Critics say the proposed new rail lines are expensive and redundant with existing transit; proponents like McGinn say they'll form the backbone of a citywide system that can't be built by Sound Transit alone.
The committee meets in council chambers at 9:30am.
2. Bellevue politics. As always fascinating (to Fizz): Vandana Slatter, a pharmacist, former NARAL Pro-Choice Washington Federation Board member, and onetime member of the state pharmacy board, is running against conservatic bloc Bellevue city council member Don Davidson.
Slatter, an Indian-American woman who was born in Canada, is in a tough (and interesting) position: Running against conservative council member Conrad Lee would have pitted her against a fellow immigrant and Asian-American, while running agains conservative bloc ringleader, council member Kevin Wallace, would have meant opposing a popular incumbent and Bellevue development scion with money to burn.
But: Running against Davidson also means going up against Davidson's other challenger, Bellevue parks commission Lynne Robinson, another progressive woman who has shown a knack for raising money. So far, Slatter has raised just over $36,000 to Robinson's $23,000.
3. It was true (and the worst kept secret in Olympia): State Rep. Dave Upthegrove (D-33, Des Moines) has officially announced he's running to replace retiring King County Council member Julia Patterson, whose seat in the state house he took over when Patterson resigned to run for county council in 2001. (He was also a part time aide for Patterson three years ago.)
In a statement endorsing Upthegrove, Patterson, also a Democrat, said, "It’s hard to imagine someone in South County who has a better understanding of local government or has a tighter connection to this community."
Upthegrove, like his senate colleague Ed Murray, who's running for mayor, has two weeks to raise money until the special legislative session begins on May 13; legislators are barred from raising campaign funds while the legislature is in session.

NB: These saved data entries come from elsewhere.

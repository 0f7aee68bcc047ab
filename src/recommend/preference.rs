//! Preference-driven recommendations.
//!
//! A user's preferred genres and platforms are derived from the items they
//! like. Candidates come from one query whose filters are independent
//! [`CandidateFilter`]s, each present only when its driving set is non-empty;
//! scores are then computed against the [`CategoryIndex`] snapshot.

use std::collections::BTreeSet;
use std::sync::Arc;

use serde::{Deserialize, Serialize};
use tracing::{debug, info};

use crate::error::Result;
use crate::gateway::GraphGateway;
use crate::index::{CategoryIndex, CategoryKind, IndexHandle};
use crate::model::{labels, rel};
use crate::query::ast::{BoolExpr, EdgeDirection, QueryAst};
use crate::query::{predicate, QueryBuilder, QueryError};
use crate::recommend::{ItemCatalog, Recommendation, RecommendationKind, ScoreBoard};

/// Points awarded per matching preferred category.
#[derive(Clone, Copy, Debug, PartialEq, Eq, Serialize, Deserialize)]
#[serde(default)]
pub struct ScoreWeights {
    /// Per preferred genre the item belongs to.
    pub genre: u64,
    /// Per preferred platform the item is available on.
    pub platform: u64,
}

impl Default for ScoreWeights {
    fn default() -> Self {
        Self {
            genre: 2,
            platform: 1,
        }
    }
}

/// Facts derived from a user's interactions for one request.
#[derive(Clone, Debug, Default, PartialEq, Eq)]
pub struct UserPreferences {
    /// Genres of liked items.
    pub genres: BTreeSet<String>,
    /// Platforms of liked items.
    pub platforms: BTreeSet<String>,
    /// Items the user liked or played.
    pub known_items: BTreeSet<String>,
}

impl UserPreferences {
    /// Filters driven by the non-empty preference sets, in a fixed order.
    pub fn candidate_filters(&self) -> Vec<CandidateFilter> {
        let mut filters = Vec::with_capacity(3);
        if !self.genres.is_empty() {
            filters.push(CandidateFilter::InGenres(self.genres.clone()));
        }
        if !self.platforms.is_empty() {
            filters.push(CandidateFilter::OnPlatforms(self.platforms.clone()));
        }
        if !self.known_items.is_empty() {
            filters.push(CandidateFilter::Excluding(self.known_items.clone()));
        }
        filters
    }
}

/// One independent clause of the candidate query.
#[derive(Clone, Debug, PartialEq, Eq)]
pub enum CandidateFilter {
    /// Item belongs to at least one of the genres.
    InGenres(BTreeSet<String>),
    /// Item is available on at least one of the platforms.
    OnPlatforms(BTreeSet<String>),
    /// Item id is none of these.
    Excluding(BTreeSet<String>),
}

impl CandidateFilter {
    /// Predicate over the `item` variable.
    pub fn to_expr(&self) -> std::result::Result<BoolExpr, QueryError> {
        match self {
            CandidateFilter::InGenres(genres) => predicate("item", |p| {
                p.exists(
                    rel::BELONGS_TO_GENRE,
                    EdgeDirection::Out,
                    ("g", labels::GENRE),
                    |g| {
                        g.in_list("name", genres.iter());
                    },
                );
            }),
            CandidateFilter::OnPlatforms(platforms) => predicate("item", |p| {
                p.exists(
                    rel::AVAILABLE_ON,
                    EdgeDirection::Out,
                    ("pl", labels::PLATFORM),
                    |pl| {
                        pl.in_list("name", platforms.iter());
                    },
                );
            }),
            CandidateFilter::Excluding(ids) => predicate("item", |p| {
                p.not_group(|n| {
                    n.in_list("id", ids.iter());
                });
            }),
        }
    }
}

/// Builds the candidate query for `prefs`; every active filter is conjoined.
pub fn candidate_query(prefs: &UserPreferences) -> std::result::Result<QueryAst, QueryError> {
    let filters = prefs
        .candidate_filters()
        .iter()
        .map(CandidateFilter::to_expr)
        .collect::<std::result::Result<Vec<_>, _>>()?;
    QueryBuilder::new()
        .r#match(("item", labels::ITEM))
        .filters(filters)
        .select([("item.id", "itemId"), ("item.name", "itemName")])
        .build()
}

/// Score of `item_id` for `prefs`: the genre weight per preferred genre
/// containing the item plus the platform weight per preferred platform.
pub fn score(
    index: &CategoryIndex,
    prefs: &UserPreferences,
    weights: ScoreWeights,
    item_id: &str,
) -> u64 {
    let matching = |kind: CategoryKind, names: &BTreeSet<String>| {
        names
            .iter()
            .filter(|name| index.contains(kind, name, item_id))
            .count() as u64
    };
    weights.genre * matching(CategoryKind::Genre, &prefs.genres)
        + weights.platform * matching(CategoryKind::Platform, &prefs.platforms)
}

/// Ranks unseen items by overlap with the user's preferred categories.
#[derive(Clone, Debug)]
pub struct PreferenceRecommender {
    gateway: GraphGateway,
    catalog: ItemCatalog,
    index: Arc<IndexHandle>,
    weights: ScoreWeights,
}

impl PreferenceRecommender {
    /// Creates a recommender scoring against `index`.
    pub fn new(gateway: GraphGateway, index: Arc<IndexHandle>, weights: ScoreWeights) -> Self {
        Self {
            catalog: ItemCatalog::new(gateway.clone()),
            gateway,
            index,
            weights,
        }
    }

    /// Builds the category index from `gateway` and wraps it.
    pub fn build(gateway: GraphGateway, weights: ScoreWeights) -> Result<Self> {
        let index = CategoryIndex::build(&gateway)?;
        Ok(Self::new(gateway, Arc::new(IndexHandle::new(index)), weights))
    }

    /// Weights in use.
    pub fn weights(&self) -> ScoreWeights {
        self.weights
    }

    /// Derives preferences for `user_id`; `None` when the user is unknown.
    pub fn preferences(&self, user_id: &str) -> Result<Option<UserPreferences>> {
        if !self.catalog.user_exists(user_id)? {
            return Ok(None);
        }
        Ok(Some(UserPreferences {
            genres: self.liked_categories(user_id, CategoryKind::Genre)?,
            platforms: self.liked_categories(user_id, CategoryKind::Platform)?,
            known_items: self.catalog.known_items(user_id)?,
        }))
    }

    /// Unseen items for `user_id`, best first. An unknown user yields an empty
    /// list.
    pub fn recommend_by_user(
        &self,
        user_id: &str,
        max_results: usize,
    ) -> Result<Vec<Recommendation>> {
        if max_results == 0 {
            return Ok(Vec::new());
        }
        let Some(prefs) = self.preferences(user_id)? else {
            debug!(user_id, "user not found");
            return Ok(Vec::new());
        };
        debug!(
            user_id,
            genres = prefs.genres.len(),
            platforms = prefs.platforms.len(),
            known = prefs.known_items.len(),
            "user preferences derived"
        );

        let query = candidate_query(&prefs)?;
        let index = self.index.snapshot();
        let mut board = ScoreBoard::new();
        for row in self.gateway.run(&query)? {
            let item_id = row.str("itemId")?;
            let item_name = row.opt_str("itemName")?.unwrap_or(item_id);
            board.add(
                item_id,
                item_name,
                score(&index, &prefs, self.weights, item_id),
            );
        }

        let ranked = board.into_ranked(RecommendationKind::Personal, max_results);
        info!(
            user_id,
            candidates = ranked.len(),
            "preference recommendations produced"
        );
        Ok(ranked)
    }

    fn liked_categories(&self, user_id: &str, kind: CategoryKind) -> Result<BTreeSet<String>> {
        let query = QueryBuilder::new()
            .r#match(("u", labels::USER))
            .keyed("id", user_id)
            .where_edge(rel::LIKES, ("liked", labels::ITEM))
            .where_edge(kind.relationship(), ("cat", kind.label()))
            .distinct()
            .select([("cat.name", "name")])
            .build()?;
        let mut names = BTreeSet::new();
        for row in self.gateway.run(&query)? {
            if let Some(name) = row.opt_str("name")? {
                names.insert(name.to_owned());
            }
        }
        Ok(names)
    }
}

4. And from our PubliCalendar:
Civic Conversation over Cocktails
Seattle Channel host Brian Callanan, Seattle City Attorney Pete Holmes, OneAmerica Executive Director Rich Stolz, Crosscut Editor in Chief Mary Bruno and PubliCola's own Founder & Editor Josh Feit will tackle issues from ranging from higher education funding to immigration reform to changes at the Seattle Police Department—and any other civic issues you want to discuss.
CityClub Civic Cocktail, Wed, May 1, 6pm (doors open at 5:30pm), The Palace Ballroom, 2100 5th Ave, CityClub & Crosscut Members - $10, General Public - $12, Door - $15.
5. Legislation that would consolidate collection of business and occupation (B&O) taxes at the state level—a longtime goal of the conservative Association of Washington Business—appears dead this year, although the AWB is likely to push for a similar bill in upcoming legislative sessions.
Cities, including Seattle, argued that the consolidation would allow businesses to dodge B&O taxes, costing Seattle alone up to $43 million a year.